KartikPrabhuIMO all of these design principles are guidelines. You can choose how much to sacrifice one of them for the other. Being very black & white about it seems counterproductive
KartikPrabhuyup. In fact I have a partial atom feed, mainly because I had posts that used custom CSS and scripts that don't render in feed readers anyway. I could have full feeds for normal posts and partial for custom ones, but now I am not inclined to dive into Atom/RSS to do this
tantek.comedited /pgp (+201) "/* Key Lookup Algorithm */ note look for representative h-card first, since that's what microformats.org/wiki/key-examples has found and documented" (view diff)
kylewmKartikPrabhu: :D it is in my databaes as a "reference" but I do not display them differently yet (mostly because nobody would have a reason to reference me on anything)
tantekif you update your article title, or summary, etc. at the top, by sending a webmention to all the replies to your article, you give them a chance to update their reply-contexts accordingly!

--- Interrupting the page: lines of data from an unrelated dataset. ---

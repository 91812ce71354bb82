//! MongoDB-backed stores.
//!
//! Store A and Store B are two [`MongoShareStore`]s over independent
//! databases. Custody records live in their own collection.

use async_trait::async_trait;
use bson::doc;
use tracing::warn;

use crate::custodial_keys::{CustodyRecord, EncryptedShare};
use crate::db::schemas::{
    CustodyRecordDoc, KeyShareDoc, CUSTODY_RECORD_COLLECTION, KEY_SHARE_COLLECTION,
};
use crate::db::{MongoClient, MongoCollection};

use super::{CustodyRecordStore, ShareStore, StoreError, StoredShare};

/// Share store over one MongoDB database.
#[derive(Clone)]
pub struct MongoShareStore {
    collection: MongoCollection<KeyShareDoc>,
}

impl MongoShareStore {
    /// Open the share collection and ensure its indexes.
    pub async fn connect(client: &MongoClient) -> Result<Self, StoreError> {
        Ok(Self {
            collection: client.collection(KEY_SHARE_COLLECTION).await?,
        })
    }
}

#[async_trait]
impl ShareStore for MongoShareStore {
    async fn put(
        &self,
        user_id: &str,
        slot: u8,
        share: &EncryptedShare,
    ) -> Result<(), StoreError> {
        let doc = KeyShareDoc::new(user_id, slot, share.encode());
        match self.collection.insert_one(doc).await? {
            Some(_) => Ok(()),
            None => Err(StoreError::Conflict { slot }),
        }
    }

    async fn get(&self, user_id: &str) -> Result<Vec<StoredShare>, StoreError> {
        let docs = self
            .collection
            .find_many(doc! { "user_id": user_id })
            .await?;

        let mut shares = Vec::with_capacity(docs.len());
        for doc in docs {
            let Ok(slot) = u8::try_from(doc.slot) else {
                warn!(user_id = %user_id, slot = doc.slot, "Ignoring share with invalid slot");
                continue;
            };
            // Undecodable content still occupies its slot; the caller decides
            shares.push(StoredShare {
                slot,
                share: EncryptedShare::decode(&doc.encrypted_share),
            });
        }
        Ok(shares)
    }

    async fn delete(
        &self,
        user_id: &str,
        slot: u8,
        share: &EncryptedShare,
    ) -> Result<bool, StoreError> {
        self.collection
            .delete_one(doc! {
                "user_id": user_id,
                "slot": i32::from(slot),
                "encrypted_share": share.encode(),
            })
            .await
    }
}

/// Custody record store over one MongoDB database.
#[derive(Clone)]
pub struct MongoCustodyRecordStore {
    collection: MongoCollection<CustodyRecordDoc>,
}

impl MongoCustodyRecordStore {
    /// Open the custody record collection and ensure its indexes.
    pub async fn connect(client: &MongoClient) -> Result<Self, StoreError> {
        Ok(Self {
            collection: client.collection(CUSTODY_RECORD_COLLECTION).await?,
        })
    }
}

#[async_trait]
impl CustodyRecordStore for MongoCustodyRecordStore {
    async fn insert(&self, record: &CustodyRecord) -> Result<bool, StoreError> {
        let inserted = self
            .collection
            .insert_one(CustodyRecordDoc::from(record))
            .await?;
        Ok(inserted.is_some())
    }

    async fn get(&self, user_id: &str) -> Result<Option<CustodyRecord>, StoreError> {
        self.collection
            .find_one(doc! { "user_id": user_id })
            .await?
            .map(CustodyRecord::try_from)
            .transpose()
    }
}
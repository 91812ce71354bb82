//! End-to-end custody flows against the in-memory stores.

use std::sync::{Arc, Mutex};
use std::time::Duration;

use async_trait::async_trait;
use ed25519_dalek::{Signature, Verifier};

use keyshard::chain::{BroadcastError, TransactionBroadcaster};
use keyshard::custodial_keys::{decode_public_key, generate_random_bytes, CustodyService};
use keyshard::stores::{CustodyRecordStore, MemoryCustodyRecordStore, MemoryShareStore};
use keyshard::types::{StoreId, UnavailableReason};
use keyshard::{CustodyConfig, CustodyError};

struct Custody {
    service: Arc<CustodyService>,
    store_a: Arc<MemoryShareStore>,
    store_b: Arc<MemoryShareStore>,
    records: Arc<MemoryCustodyRecordStore>,
}

fn custody(config: CustodyConfig) -> Custody {
    let store_a = Arc::new(MemoryShareStore::new());
    let store_b = Arc::new(MemoryShareStore::new());
    let records = Arc::new(MemoryCustodyRecordStore::new());
    let service = CustodyService::new(config, store_a.clone(), store_b.clone(), records.clone())
        .expect("valid configuration");
    Custody {
        service: Arc::new(service),
        store_a,
        store_b,
        records,
    }
}

/// 2-of-4, single-store quorum acknowledged.
fn reference() -> Custody {
    custody(CustodyConfig::new(generate_random_bytes()))
}

/// 3-of-4, neither store alone can rebuild.
fn strict() -> Custody {
    custody(
        CustodyConfig::new(generate_random_bytes())
            .with_shares(4, 3)
            .with_single_store_quorum(false)
            .with_store_timeout(Duration::from_millis(200)),
    )
}

fn verify(public_key: &str, message: &[u8], signature: &str) -> bool {
    let key = decode_public_key(public_key).expect("valid public key");
    let bytes: [u8; 64] = bs58::decode(signature)
        .into_vec()
        .expect("base58 signature")
        .try_into()
        .expect("64-byte signature");
    key.verify(message, &Signature::from_bytes(&bytes)).is_ok()
}

#[tokio::test]
async fn provision_then_sign_verifies_under_public_key() {
    let c = reference();

    let account = c.service.provision("alice").await.unwrap();
    let public_key = c.service.get_public_key("alice").await.unwrap();
    assert_eq!(public_key, account.public_key);

    let tx = b"transfer 1 SOL to bob";
    let signed = c.service.sign_transaction("alice", tx).await.unwrap();
    assert!(verify(&public_key, tx, &signed.signature));
    assert!(!verify(&public_key, b"transfer 2 SOL to bob", &signed.signature));
}

#[tokio::test]
async fn accounts_get_distinct_keys() {
    let c = reference();
    let a = c.service.provision("alice").await.unwrap();
    let b = c.service.provision("bob").await.unwrap();
    assert_ne!(a.public_key, b.public_key);
    assert_eq!(c.records.len(), 2);
}

#[tokio::test]
async fn reprovisioning_keeps_original_account() {
    let c = reference();
    let first = c.service.provision("alice").await.unwrap();
    let record = c.records.get("alice").await.unwrap().unwrap();

    let err = c.service.provision("alice").await.unwrap_err();
    assert!(matches!(err, CustodyError::AlreadyProvisioned(_)));

    assert_eq!(c.records.get("alice").await.unwrap().unwrap(), record);
    assert_eq!(c.service.get_public_key("alice").await.unwrap(), first.public_key);

    let signed = c.service.sign_transaction("alice", b"tx").await.unwrap();
    assert!(verify(&first.public_key, b"tx", &signed.signature));
}

#[tokio::test(flavor = "multi_thread", worker_threads = 4)]
async fn concurrent_provisioning_creates_at_most_one_account() {
    let c = reference();
    // Slow acknowledgements keep the attempts interleaved across both stores
    c.store_a.set_ack_delay(Duration::from_millis(5));
    c.store_b.set_ack_delay(Duration::from_millis(5));

    let attempts: Vec<_> = (0..8)
        .map(|_| {
            let service = c.service.clone();
            tokio::spawn(async move { service.provision("alice").await })
        })
        .collect();

    let mut created = 0;
    for attempt in attempts {
        match attempt.await.unwrap() {
            Ok(_) => created += 1,
            Err(CustodyError::AlreadyProvisioned(_)) | Err(CustodyError::Provisioning(_)) => {}
            Err(other) => panic!("unexpected error: {other}"),
        }
    }
    assert!(created <= 1);

    // Losers removed only their own shares
    let record = c.records.get("alice").await.unwrap();
    assert_eq!(record.is_some(), created == 1);
    if record.is_some() {
        assert_eq!(c.store_a.slots("alice"), vec![1, 2]);
        assert_eq!(c.store_b.slots("alice"), vec![3, 4]);
    } else {
        assert_eq!(c.store_a.share_count("alice") + c.store_b.share_count("alice"), 0);
    }

    c.store_a.set_ack_delay(Duration::ZERO);
    c.store_b.set_ack_delay(Duration::ZERO);
    match c.service.provision("alice").await {
        Ok(_) => assert_eq!(created, 0),
        Err(CustodyError::AlreadyProvisioned(_)) => assert_eq!(created, 1),
        Err(other) => panic!("unexpected error: {other}"),
    }
    assert_eq!(c.records.len(), 1);
    c.service.sign_transaction("alice", b"tx").await.unwrap();
}

#[tokio::test]
async fn provisioning_retry_succeeds_after_lost_write_ack() {
    let c = strict();
    c.store_b.set_ack_delay(Duration::from_secs(1));

    let err = c.service.provision("alice").await.unwrap_err();
    assert!(matches!(err, CustodyError::Provisioning(_)));
    assert!(err.is_retriable());
    assert_eq!(c.store_a.share_count("alice"), 0);
    assert_eq!(c.store_b.share_count("alice"), 0);
    assert!(c.records.is_empty());

    c.store_b.set_ack_delay(Duration::ZERO);
    let account = c.service.provision("alice").await.unwrap();
    let signed = c.service.sign_transaction("alice", b"tx").await.unwrap();
    assert!(verify(&account.public_key, b"tx", &signed.signature));
}

#[tokio::test]
async fn reference_layout_signs_from_store_a_alone() {
    // Under 2-of-4 each store holds a full quorum
    let c = reference();
    let account = c.service.provision("alice").await.unwrap();
    c.store_b.set_unreachable(true);

    let signed = c.service.sign_transaction("alice", b"tx").await.unwrap();
    assert!(verify(&account.public_key, b"tx", &signed.signature));
}

#[tokio::test]
async fn strict_layout_names_unreachable_store() {
    let c = strict();
    c.service.provision("alice").await.unwrap();
    c.store_b.set_unreachable(true);

    let err = c.service.sign_transaction("alice", b"tx").await.unwrap_err();
    match &err {
        CustodyError::ShareUnavailable(stores) => {
            assert_eq!(stores.len(), 1);
            assert_eq!(stores[0].store, StoreId::B);
            assert_eq!(stores[0].reason, UnavailableReason::Unreachable);
        }
        other => panic!("unexpected error: {other}"),
    }
    assert!(err.to_string().contains("store-b"));
    assert!(err.is_retriable());

    c.store_b.set_unreachable(false);
    c.service.sign_transaction("alice", b"tx").await.unwrap();
}

#[tokio::test]
async fn strict_layout_times_out_slow_store() {
    let c = strict();
    c.service.provision("alice").await.unwrap();
    c.store_a.set_delay(Duration::from_secs(5));

    let err = c.service.sign_transaction("alice", b"tx").await.unwrap_err();
    assert!(matches!(err, CustodyError::ShareUnavailable(ref s) if s[0].store == StoreId::A));
}

#[tokio::test]
async fn one_corrupted_share_is_tolerated() {
    let c = strict();
    let account = c.service.provision("alice").await.unwrap();
    assert!(c.store_b.corrupt("alice", 4));

    let signed = c.service.sign_transaction("alice", b"tx").await.unwrap();
    assert!(verify(&account.public_key, b"tx", &signed.signature));
}

#[tokio::test]
async fn too_many_corrupted_shares_fail() {
    let c = strict();
    c.service.provision("alice").await.unwrap();
    c.store_a.corrupt("alice", 1);
    c.store_b.corrupt("alice", 4);

    let err = c.service.sign_transaction("alice", b"tx").await.unwrap_err();
    assert!(matches!(
        err,
        CustodyError::InsufficientShares {
            required: 3,
            available: 2
        }
    ));
}

#[tokio::test]
async fn unreadable_share_encoding_is_tolerated_like_corruption() {
    let c = strict();
    let account = c.service.provision("alice").await.unwrap();
    c.store_a.overwrite("alice", 2, "truncated");

    let signed = c.service.sign_transaction("alice", b"tx").await.unwrap();
    assert!(verify(&account.public_key, b"tx", &signed.signature));

    c.store_b.overwrite("alice", 3, "zz:zz");
    let err = c.service.sign_transaction("alice", b"tx").await.unwrap_err();
    assert!(matches!(
        err,
        CustodyError::InsufficientShares {
            required: 3,
            available: 2
        }
    ));
}

#[tokio::test]
async fn failed_provisioning_leaves_nothing_behind() {
    let c = reference();
    c.store_b.set_reject_writes(true);

    let err = c.service.provision("alice").await.unwrap_err();
    assert!(matches!(err, CustodyError::Provisioning(_)));
    assert!(err.to_string().contains("store-b"));

    assert_eq!(c.store_a.share_count("alice"), 0);
    assert_eq!(c.store_b.share_count("alice"), 0);
    assert!(c.records.is_empty());
    assert!(matches!(
        c.service.get_public_key("alice").await,
        Err(CustodyError::NotFound(_))
    ));
}

#[tokio::test]
async fn concurrent_signing_is_independent() {
    let c = reference();
    let account = c.service.provision("alice").await.unwrap();

    let requests: Vec<_> = (0..16u8)
        .map(|i| {
            let service = c.service.clone();
            tokio::spawn(async move {
                let tx = vec![i; 32];
                let signed = service.sign_transaction("alice", &tx).await.unwrap();
                (tx, signed.signature)
            })
        })
        .collect();

    for request in requests {
        let (tx, signature) = request.await.unwrap();
        assert!(verify(&account.public_key, &tx, &signature));
    }
}

#[tokio::test]
async fn cancelled_signing_leaves_service_usable() {
    let c = strict();
    c.service.provision("alice").await.unwrap();
    c.store_b.set_delay(Duration::from_millis(100));

    let cancelled = tokio::time::timeout(
        Duration::from_millis(10),
        c.service.sign_transaction("alice", b"tx"),
    )
    .await;
    assert!(cancelled.is_err());

    c.store_b.set_delay(Duration::ZERO);
    c.service.sign_transaction("alice", b"tx").await.unwrap();
}

#[tokio::test]
async fn unknown_user_is_not_found() {
    let c = reference();
    assert!(matches!(
        c.service.sign_transaction("nobody", b"tx").await,
        Err(CustodyError::NotFound(_))
    ));
}

// =============================================================================
// Submission
// =============================================================================

#[derive(Default)]
struct RecordingBroadcaster {
    sent: Mutex<Vec<Vec<u8>>>,
    fail_with_timeout: bool,
}

#[async_trait]
impl TransactionBroadcaster for RecordingBroadcaster {
    async fn broadcast_and_confirm(&self, signed_tx: &[u8]) -> Result<String, BroadcastError> {
        self.sent.lock().unwrap().push(signed_tx.to_vec());
        let signature = bs58::encode(&signed_tx[1..65]).into_string();
        if self.fail_with_timeout {
            return Err(BroadcastError::ConfirmationTimeout(signature));
        }
        Ok(signature)
    }
}

fn with_broadcaster(broadcaster: Arc<RecordingBroadcaster>) -> (CustodyService, String) {
    let key = generate_random_bytes();
    let service = CustodyService::new(
        CustodyConfig::new(key),
        Arc::new(MemoryShareStore::new()),
        Arc::new(MemoryShareStore::new()),
        Arc::new(MemoryCustodyRecordStore::new()),
    )
    .unwrap()
    .with_broadcaster(broadcaster);
    (service, "alice".to_string())
}

#[tokio::test]
async fn submit_broadcasts_signed_wire_transaction() {
    let broadcaster = Arc::new(RecordingBroadcaster::default());
    let (service, user) = with_broadcaster(broadcaster.clone());
    let account = service.provision(&user).await.unwrap();

    let message = b"solana message bytes";
    let submitted = service.submit_transaction(&user, message).await.unwrap();

    assert_eq!(submitted.confirmation, submitted.signature);
    assert!(verify(&account.public_key, message, &submitted.signature));

    let sent = broadcaster.sent.lock().unwrap();
    assert_eq!(sent.len(), 1);
    assert_eq!(sent[0][0], 1);
    assert_eq!(&sent[0][65..], message);
}

#[tokio::test]
async fn submit_reports_confirmation_timeout_as_final() {
    let broadcaster = Arc::new(RecordingBroadcaster {
        fail_with_timeout: true,
        ..Default::default()
    });
    let (service, user) = with_broadcaster(broadcaster);
    service.provision(&user).await.unwrap();

    let err = service.submit_transaction(&user, b"tx").await.unwrap_err();
    assert!(matches!(err, CustodyError::ConfirmationTimeout(_)));
    assert!(!err.is_retriable());
}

kylewmso as the receiver, I can only know that the webmention is from the thing I originally replied to by checking it against my existing reply-contexts right?
KartikPrabhu!tell snarfed: also sending a mention to https://snarfed.org/ returned a 404. Seems like somethign the wordpress plugin does in general. also happened on dariusdunlap's site
tantekKartikPrabhu - interesting thing is - I'm pretty sure we're the first to actually solve this properly, from a user-experience perspective: real time notifications, updates, deletes, reply-contexts etc.